Reviews for Computational and Statistical Methods for Analysing Big Data with Applications

Rating: 0 out of 5 stars

0 ratings

0 ratings0 reviews

Book preview

Computational and Statistical Methods for Analysing Big Data with Applications - Shen Liu

book.

Introduction

Abstract

This chapter provides an introduction to the era of big data, with the primary emphasize on three characteristics: volume, velocity and variety. The structure of this book is also described in this chapter.

Keywords

Big data; Volume; Velocity; Variety

The history of humans storing and analysing data dates back to about 20,000 years ago when tally sticks were used to record and document numbers. Palaeolithic tribespeople used to notch sticks or bones to keep track of supplies or trading activities, while the notches could be compared to carry out calculations, enabling them to make predictions, such as how long their food supplies would last (Marr, 2015). As one can imagine, data storage or analysis in ancient times was very limited.

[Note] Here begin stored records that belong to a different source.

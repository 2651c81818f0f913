//! Discrete logarithms in the multiplicative group of an extension field.

use std::collections::HashMap;

use tracing::debug;

use crate::arith::finite_field_element::FiniteFieldElement;
use crate::arith::modular::ceil_sqrt;
use crate::error::{FieldError, Result};

/// Baby-step giant-step: find `k` in `[0, p^n - 1)` with `g^k = h`.
///
/// With `N = p^n - 1` and `m = ceil(sqrt(N))` the giant steps `h * g^(-m*i)` for `i < m` are stored
/// in a table, then the baby steps `g^j` for `j < m` are looked up in it. A hit gives
/// `k = j + i*m mod N`. Runs in `O(sqrt(N))` time and space.
///
/// Returns `Ok(None)` when no baby step hits the table. This does not prove that no solution
/// exists: `g` may not generate a subgroup containing `h`.
///
/// If `f(x)` was not checked for irreducibility the quotient ring may not be a field. The
/// returned `k` then still satisfies `g^k = h` but is not reduced below `N`, and a base that is a
/// zero divisor fails with [`FieldError::OrderTooLarge`].
pub fn bsgs<'f>(g: &FiniteFieldElement<'f>, h: &FiniteFieldElement<'f>) -> Result<Option<u64>> {
    g.is_compatible(h)?;
    if g.is_zero() {
        return Err(FieldError::DivisionByZero);
    }

    let field = g.field();
    let group_order = field.group_order();
    let m = ceil_sqrt(group_order);

    // In a field g^N = 1, so g^-m = g^(N-m) without searching for the order of g. An unchecked
    // f(x) may give a ring where that fails, there the true inverse is needed.
    let giant_factor = if field.validated() {
        g.pow_unsigned(group_order - m)
    } else {
        g.inverse()?.pow_unsigned(m)
    };

    let mut table: HashMap<FiniteFieldElement<'f>, u64> = HashMap::with_capacity(m as usize);
    let mut giant = h.clone();
    for i in 0..m {
        let next = giant.mul(&giant_factor)?;
        // Later insertions overwrite earlier ones; any stored index gives a valid answer.
        table.insert(giant, i);
        giant = next;
    }
    debug!(group_order, m, entries = table.len(), "bsgs giant steps stored");

    let mut baby = field.one();
    for j in 0..m {
        if let Some(i) = table.get(&baby) {
            let exponent = j as u128 + *i as u128 * m as u128;
            // Reducing mod N needs g^N = 1, which only holds in a field.
            let k = if field.validated() {
                (exponent % group_order as u128) as u64
            } else {
                exponent as u64
            };
            debug!(j, i, k, "bsgs baby step hit");
            return Ok(Some(k));
        }
        baby = baby.mul(g)?;
    }

    debug!(group_order, "bsgs found no match");
    Ok(None)
}

#[cfg(test)]
mod tests {
    use super::*;
    use crate::arith::finite_field::FiniteField;

    #[test]
    fn test_bsgs_small_field() {
        // x + 1 generates F_9^*
        let field = FiniteField::new(3, &[1, 0, 1]).unwrap();
        let g = field.element(&[1, 1]).unwrap();
        for k in 0..8 {
            let h = g.pow(k).unwrap();
            assert_eq!(bsgs(&g, &h), Ok(Some(k as u64)), "Failed for k: {}", k);
        }
    }

    #[test]
    fn test_bsgs_of_generator_is_one() {
        let field = FiniteField::new(7, &[3, 1, 1]).unwrap();
        let g = field.element(&[0, 1]).unwrap();
        assert_eq!(bsgs(&g, &g), Ok(Some(1)));
        assert_eq!(bsgs(&g, &field.one()), Ok(Some(0)));
    }

    #[test]
    fn test_bsgs_cubic_field() {
        // x generates the group of order 103822
        let field = FiniteField::new(47, &[42, 3, 0, 1]).unwrap();
        let g = field.element(&[0, 1, 0]).unwrap();
        for k in [0_i64, 1, 2, 322, 323, 324, 51_911, 99_999, 103_821] {
            let h = g.pow(k).unwrap();
            assert_eq!(bsgs(&g, &h), Ok(Some(k as u64)), "Failed for k: {}", k);
        }
        // -1 = x^(N/2)
        let minus_one = field.element(&[46, 0, 0]).unwrap();
        assert_eq!(bsgs(&g, &minus_one), Ok(Some(51_911)));
    }

    #[test]
    fn test_bsgs_not_found() {
        // x has order 4 in F_9^*, so x + 1 (order 8) is not in <x>
        let field = FiniteField::new(3, &[1, 0, 1]).unwrap();
        let g = field.element(&[0, 1]).unwrap();
        let h = field.element(&[1, 1]).unwrap();
        assert_eq!(bsgs(&g, &h), Ok(None));
    }

    #[test]
    fn test_bsgs_errors() {
        let f9 = FiniteField::new(3, &[1, 0, 1]).unwrap();
        let f49 = FiniteField::new(7, &[3, 1, 1]).unwrap();
        let g = f9.element(&[1, 1]).unwrap();
        let h = f49.element(&[1, 1]).unwrap();
        assert_eq!(bsgs(&g, &h), Err(FieldError::IncompatibleField));
        assert_eq!(bsgs(&f9.zero(), &g), Err(FieldError::DivisionByZero));
        assert_eq!(bsgs(&g, &f9.zero()), Ok(None));
    }

    #[test]
    fn test_bsgs_unchecked_ring() {
        // x^4 + x^2 + 1 = (x^2 + x + 1)^2 over F_2, x has order 6 which does not divide 15
        let ring = FiniteField::new(2, &[1, 0, 1, 0, 1]).unwrap();
        assert!(!ring.validated());
        let g = ring.element(&[0, 1, 0, 0]).unwrap();
        assert_eq!(g.mult_order(), Ok(6));

        for k in 0..6 {
            let h = g.pow(k).unwrap();
            let found = bsgs(&g, &h).unwrap().unwrap();
            assert_eq!(g.pow_unsigned(found), h, "Failed for k: {}, found: {}", k, found);
        }

        // x^2 + x + 1 is a zero divisor
        let zero_divisor = ring.element(&[1, 1, 1, 0]).unwrap();
        assert_eq!(bsgs(&zero_divisor, &g), Err(FieldError::OrderTooLarge { bound: 16 }));
    }
}
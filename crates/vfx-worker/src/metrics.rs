//! Render job metrics.
//!
//! Recorded through the `metrics` facade; the CLI installs no exporter.

use metrics::{counter, gauge, histogram};

/// Metric name constants for consistency.
pub mod names {
    /// Finished renders by outcome.
    pub const RENDERS_TOTAL: &str = "vfx_renders_total";

    /// Render wall time in seconds by outcome.
    pub const RENDER_SECONDS: &str = "vfx_render_seconds";

    /// Time spent in each stage.
    pub const STAGE_SECONDS: &str = "vfx_render_stage_seconds";

    /// Workers currently leased by render jobs.
    pub const LIVE_WORKERS: &str = "vfx_live_workers";
}

/// Record a finished render.
pub fn record_render(outcome: &str, seconds: f64) {
    counter!(
        names::RENDERS_TOTAL,
        "outcome" => outcome.to_string()
    )
    .increment(1);

    histogram!(
        names::RENDER_SECONDS,
        "outcome" => outcome.to_string()
    )
    .record(seconds);
}

/// Record the time a job spent in `stage`.
pub fn record_stage(stage: &str, seconds: f64) {
    histogram!(
        names::STAGE_SECONDS,
        "stage" => stage.to_string()
    )
    .record(seconds);
}

pub fn worker_leased() {
    gauge!(names::LIVE_WORKERS).increment(1.0);
}

pub fn worker_released() {
    gauge!(names::LIVE_WORKERS).decrement(1.0);
}
//! Output encoding profile for normalized clips and the final composite.

use schemars::JsonSchema;
use serde::{Deserialize, Serialize};

/// Default video codec (H.264)
pub const DEFAULT_VIDEO_CODEC: &str = "libx264";
/// Default audio codec
pub const DEFAULT_AUDIO_CODEC: &str = "aac";
/// Default encoding preset
pub const DEFAULT_PRESET: &str = "veryfast";
/// Default CRF (Constant Rate Factor)
pub const DEFAULT_CRF: u8 = 20;
/// Default audio bitrate
pub const DEFAULT_AUDIO_BITRATE: &str = "128k";
/// Constant output frame rate
pub const DEFAULT_FRAME_RATE: u32 = 30;
/// Output pixel format
pub const DEFAULT_PIXEL_FORMAT: &str = "yuv420p";
/// Audio sample rate for normalized clips
pub const DEFAULT_AUDIO_SAMPLE_RATE: u32 = 48_000;
/// Audio channels for normalized clips
pub const DEFAULT_AUDIO_CHANNELS: u32 = 2;

/// Encoding settings shared by every transcode pass.
///
/// All normalized clips must carry an identical stream layout so they can be
/// concatenated with stream copy.
#[derive(Debug, Clone, PartialEq, Serialize, Deserialize, JsonSchema)]
pub struct EncodingProfile {
    /// Video codec (e.g., "libx264")
    #[serde(default = "default_video_codec")]
    pub codec: String,

    /// Encoding preset (e.g., "veryfast", "medium")
    #[serde(default = "default_preset")]
    pub preset: String,

    /// Constant Rate Factor (quality, 0-51, lower is better)
    #[serde(default = "default_crf")]
    pub crf: u8,

    /// Constant output frame rate
    #[serde(default = "default_frame_rate")]
    pub frame_rate: u32,

    #[serde(default = "default_pixel_format")]
    pub pixel_format: String,

    /// Audio codec
    #[serde(default = "default_audio_codec")]
    pub audio_codec: String,

    /// Audio bitrate
    #[serde(default = "default_audio_bitrate")]
    pub audio_bitrate: String,

    #[serde(default = "default_audio_sample_rate")]
    pub audio_sample_rate: u32,

    #[serde(default = "default_audio_channels")]
    pub audio_channels: u32,
}

fn default_video_codec() -> String {
    DEFAULT_VIDEO_CODEC.to_string()
}
fn default_preset() -> String {
    DEFAULT_PRESET.to_string()
}
fn default_crf() -> u8 {
    DEFAULT_CRF
}
fn default_frame_rate() -> u32 {
    DEFAULT_FRAME_RATE
}
fn default_pixel_format() -> String {
    DEFAULT_PIXEL_FORMAT.to_string()
}
fn default_audio_codec() -> String {
    DEFAULT_AUDIO_CODEC.to_string()
}
fn default_audio_bitrate() -> String {
    DEFAULT_AUDIO_BITRATE.to_string()
}
fn default_audio_sample_rate() -> u32 {
    DEFAULT_AUDIO_SAMPLE_RATE
}
fn default_audio_channels() -> u32 {
    DEFAULT_AUDIO_CHANNELS
}

impl Default for EncodingProfile {
    fn default() -> Self {
        Self {
            codec: default_video_codec(),
            preset: default_preset(),
            crf: DEFAULT_CRF,
            frame_rate: DEFAULT_FRAME_RATE,
            pixel_format: default_pixel_format(),
            audio_codec: default_audio_codec(),
            audio_bitrate: default_audio_bitrate(),
            audio_sample_rate: DEFAULT_AUDIO_SAMPLE_RATE,
            audio_channels: DEFAULT_AUDIO_CHANNELS,
        }
    }
}

impl EncodingProfile {
    pub fn new() -> Self {
        Self::default()
    }

    /// Returns a new profile with updated CRF.
    pub fn with_crf(mut self, crf: u8) -> Self {
        self.crf = crf;
        self
    }

    /// Returns a new profile with updated preset.
    pub fn with_preset(mut self, preset: impl Into<String>) -> Self {
        self.preset = preset.into();
        self
    }

    /// Returns a new profile with updated frame rate.
    pub fn with_frame_rate(mut self, frame_rate: u32) -> Self {
        self.frame_rate = frame_rate;
        self
    }

    /// Video encoder arguments (codec, preset, quality, pixel format, rate).
    pub fn video_args(&self) -> Vec<String> {
        vec![
            "-c:v".to_string(),
            self.codec.clone(),
            "-preset".to_string(),
            self.preset.clone(),
            "-crf".to_string(),
            self.crf.to_string(),
            "-pix_fmt".to_string(),
            self.pixel_format.clone(),
            "-r".to_string(),
            self.frame_rate.to_string(),
        ]
    }

    /// Audio encoder arguments.
    pub fn audio_args(&self) -> Vec<String> {
        vec![
            "-c:a".to_string(),
            self.audio_codec.clone(),
            "-b:a".to_string(),
            self.audio_bitrate.clone(),
            "-ar".to_string(),
            self.audio_sample_rate.to_string(),
            "-ac".to_string(),
            self.audio_channels.to_string(),
        ]
    }

    /// Convert to FFmpeg command arguments.
    pub fn to_ffmpeg_args(&self) -> Vec<String> {
        let mut args = self.video_args();
        args.extend(self.audio_args());
        args
    }
}
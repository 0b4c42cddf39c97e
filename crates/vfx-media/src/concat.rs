//! Stream-copy concatenation of normalized clips.

use tracing::{debug, info};

use crate::cancel::CancelSignal;
use crate::command::FfmpegCommand;
use crate::error::{MediaError, MediaResult};
use crate::filters::concat_list;
use crate::worker::TranscodeWorker;

/// Scratch name of the concat list.
pub const CONCAT_LIST: &str = "list.txt";
/// Scratch name of the assembled video.
pub const ASSEMBLED_OUTPUT: &str = "assembled.mp4";

/// Scratch name of the `index`-th clip.
pub fn clip_file_name(index: usize) -> String {
    format!("clip_{index:03}.mp4")
}

/// Joins normalized clips in order with the concat demuxer.
#[derive(Debug, Clone, Copy, Default)]
pub struct ConcatAssembler;

impl ConcatAssembler {
    pub fn new() -> Self {
        Self
    }

    /// Arguments of the concat pass.
    pub fn build_args(&self) -> Vec<String> {
        FfmpegCommand::new(ASSEMBLED_OUTPUT)
            .input_args(["-f", "concat", "-safe", "0"])
            .input(CONCAT_LIST)
            .output_args(["-c", "copy", "-movflags", "+faststart"])
            .build_args()
    }

    /// Concatenate `clips` in the given order.
    ///
    /// All clips must share one stream layout (see the normalizer). The
    /// intermediate files are removed from the worker after reading.
    pub async fn concat<B: AsRef<[u8]>>(
        &self,
        worker: &mut dyn TranscodeWorker,
        clips: &[B],
        cancel: &CancelSignal,
    ) -> MediaResult<Vec<u8>> {
        if clips.is_empty() {
            return Err(MediaError::validation("nothing to concatenate"));
        }

        let names: Vec<String> = (0..clips.len()).map(clip_file_name).collect();
        for (name, clip) in names.iter().zip(clips) {
            worker.write_input(name, clip.as_ref()).await?;
        }
        worker
            .write_input(CONCAT_LIST, concat_list(&names).as_bytes())
            .await?;

        info!(clips = clips.len(), "Concatenating clips");
        worker
            .execute(&self.build_args(), cancel)
            .await?
            .check("concat")?;

        let assembled = worker.read_output(ASSEMBLED_OUTPUT).await?;

        for name in &names {
            worker.delete_file(name).await?;
        }
        worker.delete_file(CONCAT_LIST).await?;
        worker.delete_file(ASSEMBLED_OUTPUT).await?;

        debug!(bytes = assembled.len(), "Clips concatenated");
        Ok(assembled)
    }
}
//! Transcoding engine capability.
//!
//! A worker is one isolated transcoder instance with a private scratch
//! filesystem. Inputs are written in, a command is executed, outputs are read
//! back. Dropping a worker releases its process and scratch.

use std::fmt;
use std::sync::Arc;

use async_trait::async_trait;

use crate::cancel::CancelSignal;
use crate::error::{MediaError, MediaResult};
use crate::progress::FfmpegProgress;

/// Number of log lines kept for failure reports.
pub const LOG_TAIL_LINES: usize = 20;

/// Event emitted by a worker while a command runs.
#[derive(Debug, Clone, PartialEq)]
pub enum WorkerEvent {
    /// One line of engine log output
    Log(String),
    /// A completed progress block
    Progress(FfmpegProgress),
}

/// Receives worker events. Called from the worker's reader task.
pub type WorkerEventHandler = Arc<dyn Fn(WorkerEvent) + Send + Sync>;

/// Outcome of one executed command.
#[derive(Debug, Clone, PartialEq, Eq)]
pub struct ExitStatus {
    /// Process exit code, `None` when killed by a signal
    pub code: Option<i32>,
    /// Last log lines, oldest first
    pub log_tail: Vec<String>,
}

impl ExitStatus {
    pub fn success(&self) -> bool {
        self.code == Some(0)
    }

    /// Turn a non-zero exit into a worker failure for `stage`.
    pub fn check(self, stage: &str) -> MediaResult<Self> {
        if self.success() {
            Ok(self)
        } else {
            Err(MediaError::worker_failed(
                stage,
                self.code,
                self.log_tail.join("\n"),
            ))
        }
    }
}

/// Factory for isolated transcoding workers.
#[async_trait]
pub trait TranscodeEngine: Send + Sync {
    /// Engine name for logs.
    fn name(&self) -> &str;

    /// Spawn a fresh worker with empty scratch.
    async fn spawn(&self, label: &str) -> MediaResult<Box<dyn TranscodeWorker>>;
}

/// One isolated transcoder instance.
#[async_trait]
pub trait TranscodeWorker: Send {
    /// Unique worker id.
    fn id(&self) -> &str;

    /// Write a file into the worker's scratch.
    async fn write_input(&mut self, name: &str, bytes: &[u8]) -> MediaResult<()>;

    /// Read a file back from the worker's scratch.
    async fn read_output(&mut self, name: &str) -> MediaResult<Vec<u8>>;

    /// Remove a file from the worker's scratch. Missing files are ignored.
    async fn delete_file(&mut self, name: &str) -> MediaResult<()>;

    /// Install (or clear) the handler receiving log and progress events.
    fn set_event_handler(&mut self, handler: Option<WorkerEventHandler>);

    /// Run one command to completion.
    ///
    /// Returns `Err(MediaError::Cancelled)` when `cancel` fires first; the
    /// running process is killed before returning. A non-zero exit is not an
    /// error here, see [`ExitStatus::check`].
    async fn execute(&mut self, args: &[String], cancel: &CancelSignal) -> MediaResult<ExitStatus>;

    /// Stop the worker and release its scratch. Idempotent.
    async fn terminate(&mut self) -> MediaResult<()>;
}

impl fmt::Debug for dyn TranscodeWorker {
    fn fmt(&self, f: &mut fmt::Formatter<'_>) -> fmt::Result {
        f.debug_struct("TranscodeWorker").field("id", &self.id()).finish()
    }
}

#[cfg(test)]
mod tests {
    use super::*;

    #[test]
    fn test_exit_status_check() {
        let ok = ExitStatus {
            code: Some(0),
            log_tail: vec![],
        };
        assert!(ok.check("normalize").is_ok());

        let failed = ExitStatus {
            code: Some(1),
            log_tail: vec!["Invalid data found".to_string()],
        };
        match failed.check("normalize") {
            Err(MediaError::WorkerFailed {
                stage,
                exit_code,
                message,
            }) => {
                assert_eq!(stage, "normalize");
                assert_eq!(exit_code, Some(1));
                assert!(message.contains("Invalid data"));
            }
            other => panic!("unexpected: {other:?}"),
        }
    }
}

However, after a long journey of evolution, people are now able to collect and process huge amounts of data, such as business transactions, sensor signals, search engine queries, multimedia materials and social network activities. As a 2011 McKinsey report (Manyika et al., 2011) stated, the amount of information in our society has been exploding, and consequently analysing large datasets, which refers to the so-called big data, will become a key basis of competition, underpinning new waves of productivity growth, innovation and consumer surplus.

1.1 What is big data?

Big data is not a new phenomenon, but one that is part of a long evolution of data collection and analysis. Among numerous definitions of big data that have been introduced over the last decade, the one provided by Mayer-Schönberger and Cukier (2013) appears to be most comprehensive:

• Big data is "the ability of society to harness information in novel ways to produce useful insights or goods and services of significant value" and "things one can do at a large scale that cannot be done at a smaller one, to extract new insights or create new forms of value."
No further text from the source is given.